Note: window_duration * number_of_evaluation_periods cannot exceed 48 hours.

monitor_metric_alert

Map of metric alert entries. Each key becomes the alert name (with prefix/suffix applied unless name is set).

Field Type Description Default
name string Override the alert name {prefix}{key}{suffix}
resource_group string rgs key for the resource group that holds the alert Required
scope_storage_account string storage_accounts key the alert is scoped to Required
storage_service string Storage sub-service to scope to (e.g. fileServices, blobServices). When set, the scope becomes {storage account id}/{storage_service}/default; when null the scope is the storage account itself. null
description string Free-text description shown in the portal and alert payload null
severity number 04, 0 is most severe 3
frequency string ISO 8601 duration — how often the metric is evaluated.
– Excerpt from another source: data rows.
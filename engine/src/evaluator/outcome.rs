//! Mission outcomes, their persisted artifacts and aggregate metrics

use serde::{Deserialize, Serialize};
use serde_json::Value;
use std::collections::BTreeMap;
use std::path::{Path, PathBuf};

use sdk::errors::EngineError;

/// Persisted record of a finished mission
#[derive(Debug, Clone, PartialEq, Serialize, Deserialize)]
pub struct OutcomeArtifact {
    pub predicted_actions: Vec<Value>,

    /// Final simulator response without images, scene metadata and objects
    pub last_game_state: Value,

    /// Scored utterances never sent because the goals were already met
    pub remaining_utterances: Vec<String>,
}

/// Score of a completed mission, stored beside its artifact so a resumed
/// run can fold skipped missions back into the totals
#[derive(Debug, Clone, PartialEq, Serialize, Deserialize)]
pub struct MissionScore {
    pub mission_group: Option<String>,
    pub success: bool,
    pub subgoal_flags: Vec<u8>,
}

impl MissionScore {
    pub fn subgoal_rate(&self) -> f64 {
        if self.subgoal_flags.is_empty() {
            return 0.0;
        }
        let completed: u32 = self.subgoal_flags.iter().map(|flag| u32::from(*flag)).sum();
        f64::from(completed) / self.subgoal_flags.len() as f64
    }
}

/// Scored result of a mission that ran to the end of its utterances
#[derive(Debug, Clone, PartialEq)]
pub struct MissionRecord {
    pub mission_id: String,
    pub mission_group: Option<String>,
    pub success: bool,
    pub subgoal_flags: Vec<u8>,
    pub subgoal_rate: f64,
    pub artifact: OutcomeArtifact,
}

impl MissionRecord {
    pub fn score(&self) -> MissionScore {
        MissionScore {
            mission_group: self.mission_group.clone(),
            success: self.success,
            subgoal_flags: self.subgoal_flags.clone(),
        }
    }
}

/// What evaluating one mission produced
#[derive(Debug, Clone, PartialEq)]
pub enum MissionOutcome {
    /// Ran to completion and was scored
    Completed(MissionRecord),

    /// Gave up on the mission; the rate reflects goals met before the failure
    Failed {
        mission_id: String,
        mission_group: Option<String>,
        error: String,
        subgoal_flags: Vec<u8>,
        subgoal_rate: f64,
    },

    /// A previous run already produced an artifact; nothing was executed.
    /// `score` is that run's result when it was stored.
    Cached {
        mission_id: String,
        score: Option<MissionScore>,
    },
}

impl MissionOutcome {
    pub fn mission_id(&self) -> &str {
        match self {
            MissionOutcome::Completed(record) => &record.mission_id,
            MissionOutcome::Failed { mission_id, .. }
            | MissionOutcome::Cached { mission_id, .. } => mission_id,
        }
    }

    pub fn is_cached(&self) -> bool {
        matches!(self, MissionOutcome::Cached { .. })
    }

    pub fn success(&self) -> bool {
        match self {
            MissionOutcome::Completed(record) => record.success,
            MissionOutcome::Cached { score: Some(score), .. } => score.success,
            _ => false,
        }
    }

    pub fn subgoal_rate(&self) -> Option<f64> {
        match self {
            MissionOutcome::Completed(record) => Some(record.subgoal_rate),
            MissionOutcome::Failed { subgoal_rate, .. } => Some(*subgoal_rate),
            MissionOutcome::Cached { score, .. } => score.as_ref().map(MissionScore::subgoal_rate),
        }
    }
}

/// Directory of outcome artifacts, one `<mission_id>.json` per mission.
///
/// Scores of completed missions live under `scores/<mission_id>.json`.
/// Only the artifact decides whether a mission counts as evaluated.
#[derive(Debug, Clone)]
pub struct OutcomeStore {
    dir: PathBuf,
}

impl OutcomeStore {
    pub fn new(dir: impl Into<PathBuf>) -> Self {
        Self { dir: dir.into() }
    }

    pub fn dir(&self) -> &Path {
        &self.dir
    }

    pub fn path_for(&self, mission_id: &str) -> PathBuf {
        self.dir.join(format!("{}.json", mission_id))
    }

    pub fn exists(&self, mission_id: &str) -> bool {
        self.path_for(mission_id).exists()
    }

    pub async fn save(&self, mission_id: &str, artifact: &OutcomeArtifact) -> Result<PathBuf, EngineError> {
        let path = self.path_for(mission_id);
        if let Some(parent) = path.parent() {
            tokio::fs::create_dir_all(parent).await?;
        }
        tokio::fs::write(&path, serde_json::to_vec(artifact)?).await?;
        tracing::debug!("Wrote outcome artifact to {}", path.display());
        Ok(path)
    }

    pub async fn load(&self, mission_id: &str) -> Result<OutcomeArtifact, EngineError> {
        let bytes = tokio::fs::read(self.path_for(mission_id)).await?;
        Ok(serde_json::from_slice(&bytes)?)
    }

    pub fn score_path_for(&self, mission_id: &str) -> PathBuf {
        self.dir.join("scores").join(format!("{}.json", mission_id))
    }

    pub async fn save_score(&self, mission_id: &str, score: &MissionScore) -> Result<(), EngineError> {
        let path = self.score_path_for(mission_id);
        if let Some(parent) = path.parent() {
            tokio::fs::create_dir_all(parent).await?;
        }
        tokio::fs::write(&path, serde_json::to_vec(score)?).await?;
        Ok(())
    }

    /// Stored score of `mission_id`, `None` when none was written
    pub async fn load_score(&self, mission_id: &str) -> Result<Option<MissionScore>, EngineError> {
        match tokio::fs::read(self.score_path_for(mission_id)).await {
            Ok(bytes) => Ok(Some(serde_json::from_slice(&bytes)?)),
            Err(e) if e.kind() == std::io::ErrorKind::NotFound => Ok(None),
            Err(e) => Err(e.into()),
        }
    }
}

/// Running mean
#[derive(Debug, Clone, Copy, Default, PartialEq)]
pub struct Mean {
    sum: f64,
    count: u64,
}

impl Mean {
    pub fn update(&mut self, value: f64) {
        self.sum += value;
        self.count += 1;
    }

    pub fn value(&self) -> f64 {
        if self.count == 0 {
            0.0
        } else {
            self.sum / self.count as f64
        }
    }

    pub fn count(&self) -> u64 {
        self.count
    }
}

/// Aggregate metrics over an evaluation run.
///
/// Rates cover missions played in this run plus skipped missions whose
/// stored score could be restored.
#[derive(Debug, Clone, Default)]
pub struct EvaluationMetrics {
    /// Missions executed in this run
    pub games_played: u64,
    /// Missions skipped because an artifact already existed
    pub cached: u64,
    /// Skipped missions folded back in from their stored score
    pub restored: u64,
    success_rate: Mean,
    subgoal_completion_rate: Mean,
    per_group_success_rate: BTreeMap<String, Mean>,
}

impl EvaluationMetrics {
    pub fn new() -> Self {
        Self::default()
    }

    /// Fold one outcome into the totals
    pub fn record(&mut self, outcome: &MissionOutcome) {
        match outcome {
            MissionOutcome::Cached { score, .. } => {
                self.cached += 1;
                if let Some(score) = score {
                    self.restored += 1;
                    self.fold(score.mission_group.as_deref(), score.success, &score.subgoal_flags);
                }
            }
            MissionOutcome::Completed(record) => {
                self.games_played += 1;
                self.fold(record.mission_group.as_deref(), record.success, &record.subgoal_flags);
            }
            MissionOutcome::Failed {
                mission_group,
                subgoal_flags,
                ..
            } => {
                self.games_played += 1;
                self.fold(mission_group.as_deref(), false, subgoal_flags);
            }
        }
    }

    fn fold(&mut self, group: Option<&str>, success: bool, flags: &[u8]) {
        let success = if success { 1.0 } else { 0.0 };
        self.success_rate.update(success);
        for flag in flags {
            self.subgoal_completion_rate.update(f64::from(*flag));
        }
        if let Some(group) = group {
            self.per_group_success_rate
                .entry(group.to_string())
                .or_default()
                .update(success);
        }
    }

    pub fn overall_success_rate(&self) -> f64 {
        self.success_rate.value()
    }

    /// Mean over every individual subgoal of every scored mission
    pub fn overall_subgoal_completion_rate(&self) -> f64 {
        self.subgoal_completion_rate.value()
    }

    pub fn per_group_success_rate(&self) -> impl Iterator<Item = (&str, f64)> {
        self.per_group_success_rate
            .iter()
            .map(|(group, mean)| (group.as_str(), mean.value()))
    }

    pub fn log_summary(&self) {
        tracing::info!(
            "Games played: {} (skipped {} already evaluated, {} restored)",
            self.games_played,
            self.cached,
            self.restored
        );
        tracing::info!("Overall success rate: {:.3}", self.overall_success_rate());
        tracing::info!(
            "Overall subgoal completion rate: {:.3}",
            self.overall_subgoal_completion_rate()
        );
        for (group, rate) in self.per_group_success_rate() {
            tracing::info!("Success rate for {}: {:.3}", group, rate);
        }
    }
}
One of PT1M, PT5M, PT15M, PT30M, PT1H PT1M
window_size string ISO 8601 duration — the window each evaluation aggregates over. Must be greater than frequency. One of PT1M, PT5M, PT15M, PT30M, PT1H, PT6H, PT12H, P1D PT5M
enabled bool Whether the alert is active true
auto_mitigate bool Auto-resolve the alert when the condition clears true
criteria map One or more static criteria blocks — see below Required
action_groups list(string) monitor_action_group keys to notify []
tags map(string) Additional tags merged with default_tags {}

criteria

A single criteria block is enough for most alerts. Multiple criteria entries are AND-ed together by Azure Monitor.

Field Type Description Default
metric_namespace string Metric namespace to monitor (e.g. Microsoft.Storage/storageAccounts/fileServices) Required
metric_name string Metric name to monitor (e.g. FileCapacity) Required
aggregation string One of Average, Count, Minimum, Maximum, Total Required
operator string One of Equals, GreaterThan, GreaterThanOrEqual, LessThan, LessThanOrEqual Required
threshold number Value that activates the alert Required
skip_metric_validation bool Skip metric validation — needed only for custom metrics not yet emitted false
dimensions map Filter the metric by dimension values — see below {}

dimensions

Field Type Description Default
name string Dimension name (e.g. FileShare) Required
operator string Include, Exclude, or StartsWith Required
values list(string) Dimension values to match. Use ["*"] for all. Required

Naming Convention

Names are composed from the prefix/suffix maps unless name is set on the entry. Both maps must include entries for monitor_action_group, monitor_scheduled_query_rules_alert, and monitor_metric_alert.

name_prefixes = {
  monitor_action_group                = "prod-"
  monitor_scheduled_query_rules_alert = "prod-"
  monitor_metric_alert                = "prod-"
}

name_suffixes = {
  monitor_action_group                = "-eastus2-ag"
  monitor_scheduled_query_rules_alert = "-eastus2-sqr"
  monitor_metric_alert                = "-eastus2-mal"
}

For an action group keyed ops-critical, the resolved name is prod-ops-critical-eastus2-ag. A log alert keyed epic-failed-logon becomes prod-epic-failed-logon-eastus2-sqr. A metric alert keyed fileshare-capacity-high becomes prod-fileshare-capacity-high-eastus2-mal.

Cross-Module Dependencies

monitor_scheduled_query_rules_alert references three other modules by key:

  • resource_group → key into rgs
  • scope_workspace → key into log_analytics_workspace
  • action_groups → list of keys into monitor_action_group

monitor_metric_alert references three other modules by key:

  • resource_group → key into rgs
  • scope_storage_account → key into storage_accounts
  • action_groups → list of keys into monitor_action_group

The module resolves these to resource IDs internally — never put raw IDs into the tfvars.